(Dataset excerpts)

##########

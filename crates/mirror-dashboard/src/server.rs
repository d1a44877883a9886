//! HTTP server implementation using axum.

use std::sync::atomic::{AtomicUsize, Ordering};
use std::sync::Arc;

use axum::extract::ws::{Message, WebSocket, WebSocketUpgrade};
use axum::extract::{Path, State};
use axum::http::{header, HeaderMap, Method, StatusCode};
use axum::response::{IntoResponse, Json, Response};
use axum::routing::{get, post};
use axum::Router;
use base64::engine::general_purpose::STANDARD;
use base64::Engine as _;
use futures_util::stream::StreamExt;
use futures_util::SinkExt;
use mirror_telemetry::{render_metrics, Metrics};
use tokio::sync::broadcast;
use tokio_util::sync::CancellationToken;
use tower_http::cors::{Any, CorsLayer};
use tracing::{debug, info, warn};

use crate::config::DashboardConfig;
use crate::error::{DashboardError, DashboardResult};
use crate::state::DashboardState;
use crate::types::{DashboardMessage, DashboardSnapshot};

/// Connection limiter to prevent too many concurrent WebSocket connections.
pub struct ConnectionLimiter {
    current: AtomicUsize,
    max: usize,
}

impl ConnectionLimiter {
    pub fn new(max: usize) -> Self {
        Self {
            current: AtomicUsize::new(0),
            max,
        }
    }

    /// Reserve a slot. The guard owns the limiter so it can move into the
    /// upgraded connection.
    pub fn try_acquire(self: &Arc<Self>) -> Option<ConnectionGuard> {
        loop {
            let current = self.current.load(Ordering::Acquire);
            if current >= self.max {
                return None;
            }
            if self
                .current
                .compare_exchange(current, current + 1, Ordering::AcqRel, Ordering::Acquire)
                .is_ok()
            {
                Metrics::dashboard_client_connected();
                return Some(ConnectionGuard {
                    limiter: Arc::clone(self),
                });
            }
        }
    }

    pub fn current_count(&self) -> usize {
        self.current.load(Ordering::Relaxed)
    }
}

pub struct ConnectionGuard {
    limiter: Arc<ConnectionLimiter>,
}

impl Drop for ConnectionGuard {
    fn drop(&mut self) {
        self.limiter.current.fetch_sub(1, Ordering::Release);
        Metrics::dashboard_client_disconnected();
    }
}

/// Shared application state for axum handlers.
#[derive(Clone)]
pub struct AppState {
    dashboard_state: DashboardState,
    broadcast_tx: broadcast::Sender<String>,
    connection_limiter: Arc<ConnectionLimiter>,
    config: DashboardConfig,
}

impl AppState {
    pub fn new(
        dashboard_state: DashboardState,
        broadcast_tx: broadcast::Sender<String>,
        config: DashboardConfig,
    ) -> Self {
        Self {
            dashboard_state,
            broadcast_tx,
            connection_limiter: Arc::new(ConnectionLimiter::new(config.max_connections)),
            config,
        }
    }
}

/// Create the axum router.
pub fn create_router(state: AppState) -> Router {
    let cors = CorsLayer::new()
        .allow_origin(Any)
        .allow_methods([Method::GET, Method::POST])
        .allow_headers([header::AUTHORIZATION, header::CONTENT_TYPE]);

    Router::new()
        .route("/health", get(health))
        .route("/metrics", get(metrics))
        .route("/api/snapshot", get(get_snapshot))
        .route("/api/positions/{id}/close", post(close_position))
        .route("/ws", get(ws_handler))
        .layer(cors)
        .with_state(state)
}

async fn health() -> &'static str {
    "ok"
}

async fn metrics(State(state): State<AppState>, headers: HeaderMap) -> Response {
    if let Err(resp) = authorize(&state, &headers) {
        return resp;
    }
    match render_metrics() {
        Ok(body) => (
            [(header::CONTENT_TYPE, "text/plain; version=0.0.4")],
            body,
        )
            .into_response(),
        Err(e) => (StatusCode::INTERNAL_SERVER_ERROR, e.to_string()).into_response(),
    }
}

/// Get current state snapshot as JSON.
async fn get_snapshot(
    State(state): State<AppState>,
    headers: HeaderMap,
) -> Result<Json<DashboardSnapshot>, Response> {
    authorize(&state, &headers)?;
    Ok(Json(state.dashboard_state.collect_snapshot()))
}

/// Operator close request.
async fn close_position(
    State(state): State<AppState>,
    Path(id): Path<String>,
    headers: HeaderMap,
) -> Response {
    if let Err(resp) = authorize(&state, &headers) {
        return resp;
    }
    match state.dashboard_state.request_close(&id).await {
        Ok(accepted) => (StatusCode::ACCEPTED, Json(accepted)).into_response(),
        Err(e) => e.into_response(),
    }
}

/// WebSocket upgrade handler.
async fn ws_handler(
    State(state): State<AppState>,
    headers: HeaderMap,
    ws: WebSocketUpgrade,
) -> Response {
    if let Err(resp) = authorize(&state, &headers) {
        return resp;
    }

    let guard = match state.connection_limiter.try_acquire() {
        Some(guard) => guard,
        None => {
            warn!(
                current = state.connection_limiter.current_count(),
                max = state.config.max_connections,
                "WebSocket connection limit reached"
            );
            return (StatusCode::SERVICE_UNAVAILABLE, "Too many connections").into_response();
        }
    };

    info!(
        connections = state.connection_limiter.current_count(),
        "New WebSocket connection"
    );

    ws.on_upgrade(move |socket| handle_ws_connection(socket, state, guard))
}

/// Handle a WebSocket connection.
async fn handle_ws_connection(socket: WebSocket, state: AppState, _guard: ConnectionGuard) {
    let (mut sender, mut receiver) = socket.split();

    // Subscribe before the initial snapshot so no update is missed
    let mut broadcast_rx = state.broadcast_tx.subscribe();

    let initial_msg = DashboardMessage::Snapshot(state.dashboard_state.collect_snapshot());
    if let Ok(json) = serde_json::to_string(&initial_msg) {
        if sender.send(Message::Text(json.into())).await.is_err() {
            debug!("Failed to send initial snapshot, client disconnected");
            return;
        }
    }

    // Incoming frames only matter for close; pongs are handled by axum
    let mut incoming_task = tokio::spawn(async move {
        while let Some(result) = receiver.next().await {
            match result {
                Ok(Message::Close(_)) => {
                    debug!("Client sent close frame");
                    break;
                }
                Err(e) => {
                    debug!(error = %e, "WebSocket receive error");
                    break;
                }
                _ => {}
            }
        }
    });

    loop {
        tokio::select! {
            result = broadcast_rx.recv() => {
                match result {
                    Ok(msg) => {
                        if sender.send(Message::Text(msg.into())).await.is_err() {
                            debug!("Failed to send message, client disconnected");
                            break;
                        }
                    }
                    Err(broadcast::error::RecvError::Lagged(n)) => {
                        warn!(skipped = n, "WebSocket client lagged, catching up");
                    }
                    Err(broadcast::error::RecvError::Closed) => {
                        debug!("Broadcast channel closed");
                        break;
                    }
                }
            }
            _ = &mut incoming_task => {
                debug!("Incoming task completed, closing connection");
                break;
            }
        }
    }

    incoming_task.abort();
    info!(
        connections = state.connection_limiter.current_count().saturating_sub(1),
        "WebSocket connection closed"
    );
}

/// Basic auth gate; a no-op when auth is disabled.
fn authorize(state: &AppState, headers: &HeaderMap) -> Result<(), Response> {
    if state.config.auth_enabled() && !check_basic_auth(headers, &state.config) {
        return Err(unauthorized_response());
    }
    Ok(())
}

/// Check basic authentication.
fn check_basic_auth(headers: &HeaderMap, config: &DashboardConfig) -> bool {
    let Some(auth_str) = headers
        .get(header::AUTHORIZATION)
        .and_then(|h| h.to_str().ok())
    else {
        return false;
    };
    let Some(encoded) = auth_str.strip_prefix("Basic ") else {
        return false;
    };
    let Some(decoded) = STANDARD
        .decode(encoded.trim())
        .ok()
        .and_then(|bytes| String::from_utf8(bytes).ok())
    else {
        return false;
    };

    decoded == format!("{}:{}", config.username, config.password)
}

/// Create an unauthorized response.
fn unauthorized_response() -> Response {
    (
        StatusCode::UNAUTHORIZED,
        [(header::WWW_AUTHENTICATE, "Basic realm=\"alpha-mirror\"")],
        "Unauthorized",
    )
        .into_response()
}

/// Run the dashboard HTTP server until cancelled.
pub async fn run_server(
    dashboard_state: DashboardState,
    config: DashboardConfig,
    cancel: CancellationToken,
) -> DashboardResult<()> {
    // Buffer for slow clients: 32 updates
    let (broadcast_tx, _) = broadcast::channel::<String>(32);

    let state = AppState::new(dashboard_state.clone(), broadcast_tx.clone(), config.clone());
    let app = create_router(state);

    tokio::spawn(crate::broadcast::run_broadcaster(
        dashboard_state,
        broadcast_tx,
        config.refresh_interval(),
        cancel.clone(),
    ));

    let addr = format!("{}:{}", config.bind_address, config.port);
    let listener = tokio::net::TcpListener::bind(&addr)
        .await
        .map_err(|e| DashboardError::Bind {
            addr: addr.clone(),
            reason: e.to_string(),
        })?;
    info!(addr = %addr, auth = config.auth_enabled(), "Starting dashboard server");

    axum::serve(listener, app)
        .with_graceful_shutdown(async move { cancel.cancelled().await })
        .await
        .map_err(|e| DashboardError::Serve(e.to_string()))?;

    info!("Dashboard server stopped");
    Ok(())
}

##########

[WHAT YOU ARE ASKED TO DO]:
Pull out each line of the entries that contains "extract".

[ANSWER SPACE]:
use axum::extract::ws::{Message, WebSocket, WebSocketUpgrade};
use axum::extract::{Path, State};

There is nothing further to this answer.